Emperor penguins living in Antarctica are under threat from global warming, based on a new study. More than two-thirds of all colonies of the iconic birds could see population reductions of two-thirds before the end of the century, according to the investigation.

The new study used data from an investigation of one colony of the birds, in which researchers collected data for 50 years. That group makes their home in Terre Adelie, located in East Antarctica.

"Dynamics differ among colonies, but by 2100 all populations are projected to be declining. At least two-thirds are projected to have declined by [more than] 50 percent from their current size. The global population is projected to have declined by at least 19 percent," researchers wrote in an article announcing their findings.

An international team of researchers from the United States, the Netherlands and France are urging governments to list emperor penguins as endangered before population further decline.

"The role of sea ice is complicated. Too much ice requires longer trips for penguin parents to travel to the ocean to hunt and bring back food for their chicks. But too little ice reduces the habitat for krill, a critical food source for emperor penguins," Stephanie Jenouvrier, a biologist with the Woods Hole Oceanographic Institution (WHOI), said.

Leopard seals and killer whales hunt emperor penguins, but those animals are facing their own challenges in the warming environment of Antarctica.

Leopard seals are large marine mammals, with females growing to be over 12 feet long and weighing up to 1,100 pounds. Full-grown males are about two feet shorter than females, and weigh just 60 percent as much. They generally make their home on the ice floes of Antarctica, although they occasionally visit other nearby areas.

"Population size from the most recent circumpolar estimates, conducted in the summer of 1999/2000, indicates a total population size of 300,000... Within the last 30 years there has been no observed population reduction for the leopard seal, either observed, estimated, inferred, or suspected," researchers from the Society of Marine Mammalogy stated on their website.

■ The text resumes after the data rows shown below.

// SPDX-License-Identifier: BUSL-1.1
// Copyright (c) 2026 Alfred Jean LLC

use super::*;
use crate::clock::FakeClock;
use crate::effect::Effect;
use crate::event::Event;
use crate::target::{ApplyTarget, Target};
use std::time::Duration;
use yare::parameterized;

const HOUR: Duration = Duration::from_secs(3600);

fn armed(clock: &FakeClock) -> Trigger {
    let (trigger, _) = Trigger::new(TriggerSlot::Home).transition(
        TriggerEvent::Arm { interval: HOUR },
        clock,
    );
    trigger
}

fn running(clock: &FakeClock) -> Trigger {
    let (trigger, _) = armed(clock).transition(TriggerEvent::Fire, clock);
    trigger
}

#[parameterized(
    home = { TriggerSlot::Home, "trigger:home" },
    lock = { TriggerSlot::Lock, "trigger:lock" },
    synchronized = { TriggerSlot::Synchronized, "trigger:synchronized" },
)]
fn timer_ids_round_trip(slot: TriggerSlot, id: &str) {
    assert_eq!(slot.timer_id(), id);
    assert_eq!(TriggerSlot::from_timer_id(id), Some(slot));
}

#[test]
fn foreign_timer_ids_are_not_slots() {
    assert_eq!(TriggerSlot::from_timer_id("cron:home"), None);
    assert_eq!(TriggerSlot::from_timer_id("trigger:both"), None);
}

#[test]
fn synchronized_slot_draws_home_and_applies_both() {
    assert_eq!(TriggerSlot::Synchronized.draw_target(), Target::Home);
    assert_eq!(TriggerSlot::Synchronized.apply_target(), ApplyTarget::Both);
    assert_eq!(TriggerSlot::Lock.apply_target(), ApplyTarget::Lock);
}

#[test]
fn new_trigger_is_disarmed() {
    let trigger = Trigger::new(TriggerSlot::Lock);
    assert_eq!(trigger.state, TriggerState::Disarmed);
    assert!(trigger.next_fire.is_none());
    assert!(!trigger.is_active());
}

#[test]
fn arm_sets_timer() {
    let clock = FakeClock::new();
    let (trigger, effects) =
        Trigger::new(TriggerSlot::Home).transition(TriggerEvent::Arm { interval: HOUR }, &clock);

    assert_eq!(trigger.state, TriggerState::Armed);
    assert_eq!(trigger.interval, Some(HOUR));
    assert!(trigger.next_fire.is_some());
    assert_eq!(effects.len(), 2);
    assert!(effects.iter().any(|e| matches!(e, Effect::SetTimer { id, duration }
        if id == "trigger:home" && *duration == HOUR)));
    assert!(effects.iter().any(|e| matches!(e, Effect::Emit {
        event: Event::TriggerArmed { slot: TriggerSlot::Home, .. }
    })));
}

#[test]
fn arm_with_same_interval_is_noop() {
    let clock = FakeClock::new();
    let trigger = armed(&clock);

    let (again, effects) = trigger.transition(TriggerEvent::Arm { interval: HOUR }, &clock);

    assert!(effects.is_empty());
    assert_eq!(again, trigger);
}

#[test]
fn arm_with_new_interval_cancels_then_sets() {
    let clock = FakeClock::new();
    let trigger = armed(&clock);
    let half = Duration::from_secs(1800);

    let (trigger, effects) = trigger.transition(TriggerEvent::Arm { interval: half }, &clock);

    assert_eq!(trigger.interval, Some(half));
    assert!(matches!(&effects[0], Effect::CancelTimer { id } if id == "trigger:home"));
    assert!(matches!(&effects[1], Effect::SetTimer { duration, .. } if *duration == half));
}

#[test]
fn arm_while_running_updates_interval_without_timer() {
    let clock = FakeClock::new();
    let half = Duration::from_secs(1800);

    let (trigger, effects) = running(&clock).transition(TriggerEvent::Arm { interval: half }, &clock);

    assert_eq!(trigger.state, TriggerState::Running);
    assert_eq!(trigger.interval, Some(half));
    assert!(effects.is_empty());

    let (trigger, effects) = trigger.transition(TriggerEvent::Complete, &clock);
    assert_eq!(trigger.state, TriggerState::Armed);
    assert!(effects.iter().any(|e| matches!(e, Effect::SetTimer { duration, .. }
        if *duration == half)));
}

#[test]
fn disarm_cancels_timer() {
    let clock = FakeClock::new();
    let (trigger, effects) = armed(&clock).transition(TriggerEvent::Disarm, &clock);

    assert_eq!(trigger.state, TriggerState::Disarmed);
    assert!(trigger.next_fire.is_none());
    assert!(effects
        .iter()
        .any(|e| matches!(e, Effect::CancelTimer { id } if id == "trigger:home")));
}

#[test]
fn disarm_when_disarmed_is_noop() {
    let clock = FakeClock::new();
    let (_, effects) = Trigger::new(TriggerSlot::Home).transition(TriggerEvent::Disarm, &clock);
    assert!(effects.is_empty());
}

#[test]
fn fire_starts_running() {
    let clock = FakeClock::new();
    let (trigger, effects) = armed(&clock).transition(TriggerEvent::Fire, &clock);

    assert_eq!(trigger.state, TriggerState::Running);
    assert!(trigger.last_fired.is_some());
    assert!(trigger.next_fire.is_none());
    assert_eq!(effects.len(), 1);
}

#[parameterized(
    disarmed = { TriggerState::Disarmed },
    in_flight = { TriggerState::Running },
)]
fn fire_outside_armed_is_noop(state: TriggerState) {
    let clock = FakeClock::new();
    let trigger = match state {
        TriggerState::Running => running(&clock),
        _ => Trigger::new(TriggerSlot::Home),
    };
    let (after, effects) = trigger.transition(TriggerEvent::Fire, &clock);
    assert_eq!(after.state, state);
    assert!(effects.is_empty());
}

#[test]
fn complete_rearms_and_counts() {
    let clock = FakeClock::new();
    let (trigger, effects) = running(&clock).transition(TriggerEvent::Complete, &clock);

    assert_eq!(trigger.state, TriggerState::Armed);
    assert_eq!(trigger.run_count, 1);
    assert!(effects.iter().any(|e| matches!(e, Effect::Emit {
        event: Event::TriggerCompleted { run_count: 1, .. }
    })));
}

#[test]
fn fail_rearms_so_future_firings_continue() {
    let clock = FakeClock::new();
    let (trigger, effects) = running(&clock).transition(
        TriggerEvent::Fail {
            error: "setter exited 1".to_string(),
        },
        &clock,
    );

    assert_eq!(trigger.state, TriggerState::Armed);
    assert!(effects
        .iter()
        .any(|e| matches!(e, Effect::SetTimer { .. })));
    assert!(effects.iter().any(|e| matches!(e, Effect::Emit {
        event: Event::TriggerFailed { error, .. }
    } if error == "setter exited 1")));
}

#[test]
fn complete_after_disarm_stays_disarmed() {
    let clock = FakeClock::new();
    let (trigger, _) = running(&clock).transition(TriggerEvent::Disarm, &clock);

    let (trigger, effects) = trigger.transition(TriggerEvent::Complete, &clock);

    assert_eq!(trigger.state, TriggerState::Disarmed);
    assert!(effects.is_empty());
}
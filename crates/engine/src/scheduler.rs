// SPDX-License-Identifier: BUSL-1.1
// Copyright (c) 2026 Alfred Jean LLC

//! Timer scheduler (the trigger runner)
//!
//! Timers are keyed by id, so setting a timer that already exists replaces
//! its deadline instead of adding a second one.

use rota_core::Event;
use std::collections::HashMap;
use std::time::{Duration, Instant};

/// Pending one-shot timers
#[derive(Debug, Default)]
pub struct Scheduler {
    timers: HashMap<String, Instant>,
}

impl Scheduler {
    pub fn new() -> Self {
        Self::default()
    }

    /// Set (or replace) a timer firing `duration` after `now`
    pub fn set_timer(&mut self, id: String, duration: Duration, now: Instant) {
        self.timers.insert(id, now + duration);
    }

    pub fn cancel_timer(&mut self, id: &str) {
        self.timers.remove(id);
    }

    /// Remove and return every timer whose deadline has passed
    pub fn fired_timers(&mut self, now: Instant) -> Vec<Event> {
        let mut fired: Vec<(Instant, String)> = self
            .timers
            .iter()
            .filter(|(_, deadline)| **deadline <= now)
            .map(|(id, deadline)| (*deadline, id.clone()))
            .collect();
        fired.sort();

        fired
            .into_iter()
            .map(|(_, id)| {
                self.timers.remove(&id);
                Event::Timer { id }
            })
            .collect()
    }

    /// Earliest pending deadline
    pub fn next_deadline(&self) -> Option<Instant> {
        self.timers.values().min().copied()
    }

    /// Time left until `id` fires
    #[cfg(test)]
    pub(crate) fn remaining(&self, id: &str, now: Instant) -> Option<Duration> {
        self.timers
            .get(id)
            .map(|deadline| deadline.saturating_duration_since(now))
    }
}

#[cfg(test)]
#[path = "scheduler_tests.rs"]
mod tests;
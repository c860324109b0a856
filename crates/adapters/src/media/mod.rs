// SPDX-License-Identifier: BUSL-1.1
// Copyright (c) 2026 Alfred Jean LLC

//! Media source adapters: folder listing and image accessibility

mod fs;

pub use fs::{FsMediaSource, IMAGE_EXTENSIONS};

// Test support - only compiled for tests or when explicitly requested
#[cfg(any(test, feature = "test-support"))]
mod fake;
#[cfg(any(test, feature = "test-support"))]
pub use fake::{FakeMediaSource, MediaCall};

use async_trait::async_trait;
use thiserror::Error;

/// Errors from media operations
#[derive(Debug, Error)]
pub enum MediaError {
    #[error("folder not found: {0}")]
    FolderNotFound(String),
    #[error("not a directory: {0}")]
    NotADirectory(String),
    #[error("IO error reading {path}: {message}")]
    Io { path: String, message: String },
}

/// Where images come from
#[async_trait]
pub trait MediaSource: Clone + Send + Sync + 'static {
    /// Image references directly inside `folder`, sorted
    async fn list_images(&self, folder: &str) -> Result<Vec<String>, MediaError>;

    /// Whether `image` can still be read
    async fn is_accessible(&self, image: &str) -> bool;
}
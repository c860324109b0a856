// SPDX-License-Identifier: BUSL-1.1
// Copyright (c) 2026 Alfred Jean LLC

//! Fake setter for testing
#![cfg_attr(coverage_nightly, coverage(off))]

use super::{ApplyError, WallpaperSetter};
use async_trait::async_trait;
use rota_core::{ApplyTarget, ScalingPolicy};
use std::sync::{Arc, Mutex};

/// Recorded apply call
#[derive(Debug, Clone, PartialEq, Eq)]
pub struct ApplyCall {
    pub image: String,
    pub target: ApplyTarget,
    pub scaling: ScalingPolicy,
}

/// Fake setter that records calls and can be told to fail
#[derive(Clone, Default)]
pub struct FakeSetter {
    calls: Arc<Mutex<Vec<ApplyCall>>>,
    fail_with: Arc<Mutex<Option<String>>>,
}

impl FakeSetter {
    pub fn new() -> Self {
        Self::default()
    }

    /// Get all recorded calls
    pub fn calls(&self) -> Vec<ApplyCall> {
        self.calls.lock().unwrap_or_else(|e| e.into_inner()).clone()
    }

    /// Make every following apply fail with `message`
    pub fn fail_with(&self, message: impl Into<String>) {
        *self.fail_with.lock().unwrap_or_else(|e| e.into_inner()) = Some(message.into());
    }

    /// Make following applies succeed again
    pub fn succeed(&self) {
        *self.fail_with.lock().unwrap_or_else(|e| e.into_inner()) = None;
    }
}

#[async_trait]
impl WallpaperSetter for FakeSetter {
    async fn apply(
        &self,
        image: &str,
        target: ApplyTarget,
        scaling: ScalingPolicy,
    ) -> Result<(), ApplyError> {
        self.calls
            .lock()
            .unwrap_or_else(|e| e.into_inner())
            .push(ApplyCall {
                image: image.to_string(),
                target,
                scaling,
            });

        let failure = self
            .fail_with
            .lock()
            .unwrap_or_else(|e| e.into_inner())
            .clone();
        match failure {
            Some(message) => Err(ApplyError::Rejected(message)),
            None => Ok(()),
        }
    }
}

#[cfg(test)]
#[path = "fake_tests.rs"]
mod tests;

Orcas, or killer whales, are sometimes known as the wolves of the sea for their habit of hunting marine mammals, including other whales. No attack on a human by an orca has ever been recorded in the wild. These animals live in colder waters around the world, so measuring populations is difficult. If populations of emperor penguins decline, this could make it more difficult for orcas around Antarctica to find food.

Investigation of emperor penguin populations and how they are affected by global warming was published in the journal Nature Climate Change.